Saved entries
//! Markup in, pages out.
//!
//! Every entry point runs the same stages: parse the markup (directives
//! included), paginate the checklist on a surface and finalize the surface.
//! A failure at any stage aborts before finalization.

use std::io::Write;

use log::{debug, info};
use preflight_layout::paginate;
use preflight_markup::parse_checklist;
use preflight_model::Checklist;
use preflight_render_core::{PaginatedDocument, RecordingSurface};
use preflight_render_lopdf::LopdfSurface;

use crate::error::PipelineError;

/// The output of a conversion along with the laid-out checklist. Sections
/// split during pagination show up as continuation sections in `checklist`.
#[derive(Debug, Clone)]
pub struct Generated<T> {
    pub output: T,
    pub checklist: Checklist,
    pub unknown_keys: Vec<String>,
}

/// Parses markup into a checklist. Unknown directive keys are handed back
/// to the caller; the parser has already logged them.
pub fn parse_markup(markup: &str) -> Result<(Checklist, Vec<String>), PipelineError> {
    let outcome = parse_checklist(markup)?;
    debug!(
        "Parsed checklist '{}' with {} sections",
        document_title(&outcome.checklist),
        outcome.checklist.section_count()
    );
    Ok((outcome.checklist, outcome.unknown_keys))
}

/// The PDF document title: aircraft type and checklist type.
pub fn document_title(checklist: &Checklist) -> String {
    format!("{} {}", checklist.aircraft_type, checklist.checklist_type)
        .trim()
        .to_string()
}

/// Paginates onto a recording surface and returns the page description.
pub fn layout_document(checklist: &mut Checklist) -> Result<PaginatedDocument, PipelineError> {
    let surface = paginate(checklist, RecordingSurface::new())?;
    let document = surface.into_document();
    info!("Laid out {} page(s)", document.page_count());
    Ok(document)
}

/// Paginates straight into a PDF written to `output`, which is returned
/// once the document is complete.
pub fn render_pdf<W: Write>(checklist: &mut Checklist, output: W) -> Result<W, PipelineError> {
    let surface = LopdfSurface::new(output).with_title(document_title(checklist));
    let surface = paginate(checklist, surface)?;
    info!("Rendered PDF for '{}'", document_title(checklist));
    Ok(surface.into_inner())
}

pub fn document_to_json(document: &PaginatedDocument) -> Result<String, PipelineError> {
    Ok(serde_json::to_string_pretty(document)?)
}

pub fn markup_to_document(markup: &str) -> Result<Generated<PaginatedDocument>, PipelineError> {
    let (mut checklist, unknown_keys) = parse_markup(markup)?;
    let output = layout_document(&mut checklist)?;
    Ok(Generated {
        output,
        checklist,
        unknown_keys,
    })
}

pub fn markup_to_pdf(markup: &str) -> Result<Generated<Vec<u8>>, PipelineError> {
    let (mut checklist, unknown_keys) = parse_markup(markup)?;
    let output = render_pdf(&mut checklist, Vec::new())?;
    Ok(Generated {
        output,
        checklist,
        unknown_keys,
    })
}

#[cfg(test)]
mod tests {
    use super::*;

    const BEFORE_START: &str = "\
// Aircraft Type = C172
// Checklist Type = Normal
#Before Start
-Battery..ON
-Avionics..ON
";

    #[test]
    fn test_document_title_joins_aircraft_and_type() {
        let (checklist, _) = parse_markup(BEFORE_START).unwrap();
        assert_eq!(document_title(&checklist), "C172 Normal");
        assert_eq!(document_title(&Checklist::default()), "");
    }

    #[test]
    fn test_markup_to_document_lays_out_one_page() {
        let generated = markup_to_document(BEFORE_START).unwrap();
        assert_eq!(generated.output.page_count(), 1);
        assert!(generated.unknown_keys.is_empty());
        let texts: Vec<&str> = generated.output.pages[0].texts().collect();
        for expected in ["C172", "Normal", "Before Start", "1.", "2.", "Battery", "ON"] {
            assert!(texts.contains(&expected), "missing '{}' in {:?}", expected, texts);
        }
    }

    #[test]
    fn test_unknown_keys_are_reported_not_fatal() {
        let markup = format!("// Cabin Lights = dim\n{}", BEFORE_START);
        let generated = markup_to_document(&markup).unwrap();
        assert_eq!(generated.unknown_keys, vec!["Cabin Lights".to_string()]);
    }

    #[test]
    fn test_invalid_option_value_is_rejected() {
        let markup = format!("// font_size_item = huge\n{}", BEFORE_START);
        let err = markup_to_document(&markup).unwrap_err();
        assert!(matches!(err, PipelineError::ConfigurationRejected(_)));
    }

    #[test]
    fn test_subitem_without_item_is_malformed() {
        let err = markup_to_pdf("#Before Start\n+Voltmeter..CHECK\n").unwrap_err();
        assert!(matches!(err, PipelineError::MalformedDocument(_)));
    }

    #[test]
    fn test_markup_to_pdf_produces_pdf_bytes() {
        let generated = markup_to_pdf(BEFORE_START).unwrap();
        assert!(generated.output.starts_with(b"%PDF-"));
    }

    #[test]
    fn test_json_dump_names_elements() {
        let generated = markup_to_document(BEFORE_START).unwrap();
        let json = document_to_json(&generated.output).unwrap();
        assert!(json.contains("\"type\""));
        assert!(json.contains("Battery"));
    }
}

---

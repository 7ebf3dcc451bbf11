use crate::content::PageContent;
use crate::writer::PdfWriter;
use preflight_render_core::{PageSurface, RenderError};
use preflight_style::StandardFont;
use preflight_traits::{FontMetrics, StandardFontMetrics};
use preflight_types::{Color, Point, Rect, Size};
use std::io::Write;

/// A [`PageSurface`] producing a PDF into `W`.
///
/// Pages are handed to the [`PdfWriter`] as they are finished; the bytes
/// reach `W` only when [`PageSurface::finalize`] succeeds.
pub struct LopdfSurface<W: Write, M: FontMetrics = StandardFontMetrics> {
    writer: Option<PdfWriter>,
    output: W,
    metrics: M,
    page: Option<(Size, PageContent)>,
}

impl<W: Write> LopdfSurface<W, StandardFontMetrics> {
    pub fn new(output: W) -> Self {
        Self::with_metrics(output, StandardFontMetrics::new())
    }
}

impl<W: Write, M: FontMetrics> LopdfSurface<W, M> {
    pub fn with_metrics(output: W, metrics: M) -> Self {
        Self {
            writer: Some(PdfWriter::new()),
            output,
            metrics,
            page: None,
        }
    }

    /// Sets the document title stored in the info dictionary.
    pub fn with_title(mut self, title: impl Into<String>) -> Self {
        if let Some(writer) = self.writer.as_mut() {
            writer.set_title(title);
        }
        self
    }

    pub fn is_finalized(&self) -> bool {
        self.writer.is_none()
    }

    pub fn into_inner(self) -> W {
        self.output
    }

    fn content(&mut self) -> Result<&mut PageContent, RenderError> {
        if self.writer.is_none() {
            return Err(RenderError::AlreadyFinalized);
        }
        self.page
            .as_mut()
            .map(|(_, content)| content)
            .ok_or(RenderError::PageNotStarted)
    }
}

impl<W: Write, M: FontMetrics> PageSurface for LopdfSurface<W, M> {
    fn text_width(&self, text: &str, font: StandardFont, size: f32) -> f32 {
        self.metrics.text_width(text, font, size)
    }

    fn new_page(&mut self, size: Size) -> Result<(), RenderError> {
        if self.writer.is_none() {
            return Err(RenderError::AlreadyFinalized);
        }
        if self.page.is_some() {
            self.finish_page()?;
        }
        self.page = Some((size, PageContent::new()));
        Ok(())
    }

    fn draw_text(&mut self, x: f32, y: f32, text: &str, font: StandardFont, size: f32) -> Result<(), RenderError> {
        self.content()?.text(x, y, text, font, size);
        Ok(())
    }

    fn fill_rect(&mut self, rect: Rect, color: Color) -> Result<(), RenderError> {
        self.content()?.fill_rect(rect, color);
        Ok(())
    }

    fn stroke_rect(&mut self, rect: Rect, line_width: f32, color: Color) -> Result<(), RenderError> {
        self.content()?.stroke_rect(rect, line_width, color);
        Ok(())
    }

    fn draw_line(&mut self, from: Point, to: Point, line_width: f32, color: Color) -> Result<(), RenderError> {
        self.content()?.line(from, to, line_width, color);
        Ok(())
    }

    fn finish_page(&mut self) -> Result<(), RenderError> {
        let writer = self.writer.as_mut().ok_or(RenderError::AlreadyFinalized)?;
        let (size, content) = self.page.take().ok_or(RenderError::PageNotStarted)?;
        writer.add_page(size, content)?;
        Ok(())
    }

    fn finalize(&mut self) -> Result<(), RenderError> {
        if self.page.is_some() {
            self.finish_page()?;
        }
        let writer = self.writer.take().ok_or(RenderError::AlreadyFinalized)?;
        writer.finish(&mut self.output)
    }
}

---

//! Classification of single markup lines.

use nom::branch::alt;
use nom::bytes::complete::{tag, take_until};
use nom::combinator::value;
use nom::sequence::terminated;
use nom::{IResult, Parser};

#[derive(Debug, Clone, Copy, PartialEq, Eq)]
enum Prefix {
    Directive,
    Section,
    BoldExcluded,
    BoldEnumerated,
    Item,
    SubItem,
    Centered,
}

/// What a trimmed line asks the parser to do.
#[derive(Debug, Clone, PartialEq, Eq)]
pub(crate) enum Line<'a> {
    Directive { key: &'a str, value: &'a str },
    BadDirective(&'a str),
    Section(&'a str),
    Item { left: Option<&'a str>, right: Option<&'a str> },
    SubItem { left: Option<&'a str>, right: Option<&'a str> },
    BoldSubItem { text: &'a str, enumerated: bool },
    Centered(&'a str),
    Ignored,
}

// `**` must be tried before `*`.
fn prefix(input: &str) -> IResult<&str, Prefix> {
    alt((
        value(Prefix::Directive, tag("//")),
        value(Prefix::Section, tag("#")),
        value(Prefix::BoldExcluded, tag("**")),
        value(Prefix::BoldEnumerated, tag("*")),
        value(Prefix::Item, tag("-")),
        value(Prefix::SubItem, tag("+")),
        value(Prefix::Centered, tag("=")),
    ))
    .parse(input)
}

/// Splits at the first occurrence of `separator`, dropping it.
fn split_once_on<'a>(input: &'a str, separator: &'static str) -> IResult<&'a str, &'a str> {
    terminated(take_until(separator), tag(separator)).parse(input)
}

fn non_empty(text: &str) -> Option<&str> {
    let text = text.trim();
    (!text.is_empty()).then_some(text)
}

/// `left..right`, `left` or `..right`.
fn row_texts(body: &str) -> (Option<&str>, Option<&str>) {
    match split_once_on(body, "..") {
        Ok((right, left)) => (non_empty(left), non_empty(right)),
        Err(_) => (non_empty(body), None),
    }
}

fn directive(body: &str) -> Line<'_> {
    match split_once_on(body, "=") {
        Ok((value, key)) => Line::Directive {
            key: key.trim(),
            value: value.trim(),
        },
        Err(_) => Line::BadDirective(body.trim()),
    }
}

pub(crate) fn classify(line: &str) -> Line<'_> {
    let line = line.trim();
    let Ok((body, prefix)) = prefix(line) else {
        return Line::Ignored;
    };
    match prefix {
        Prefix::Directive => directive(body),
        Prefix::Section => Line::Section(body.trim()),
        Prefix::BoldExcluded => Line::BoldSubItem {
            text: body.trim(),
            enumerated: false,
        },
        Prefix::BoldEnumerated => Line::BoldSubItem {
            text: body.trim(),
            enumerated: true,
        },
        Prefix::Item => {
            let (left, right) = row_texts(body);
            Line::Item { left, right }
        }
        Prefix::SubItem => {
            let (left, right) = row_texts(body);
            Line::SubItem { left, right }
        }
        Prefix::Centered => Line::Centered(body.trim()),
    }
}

| Task directions |
Show every line from the entries that includes the word "Normal".

| Completed task |
// Checklist Type = Normal
        assert_eq!(document_title(&checklist), "C172 Normal");
        for expected in ["C172", "Normal", "Before Start", "1.", "2.", "Battery", "ON"] {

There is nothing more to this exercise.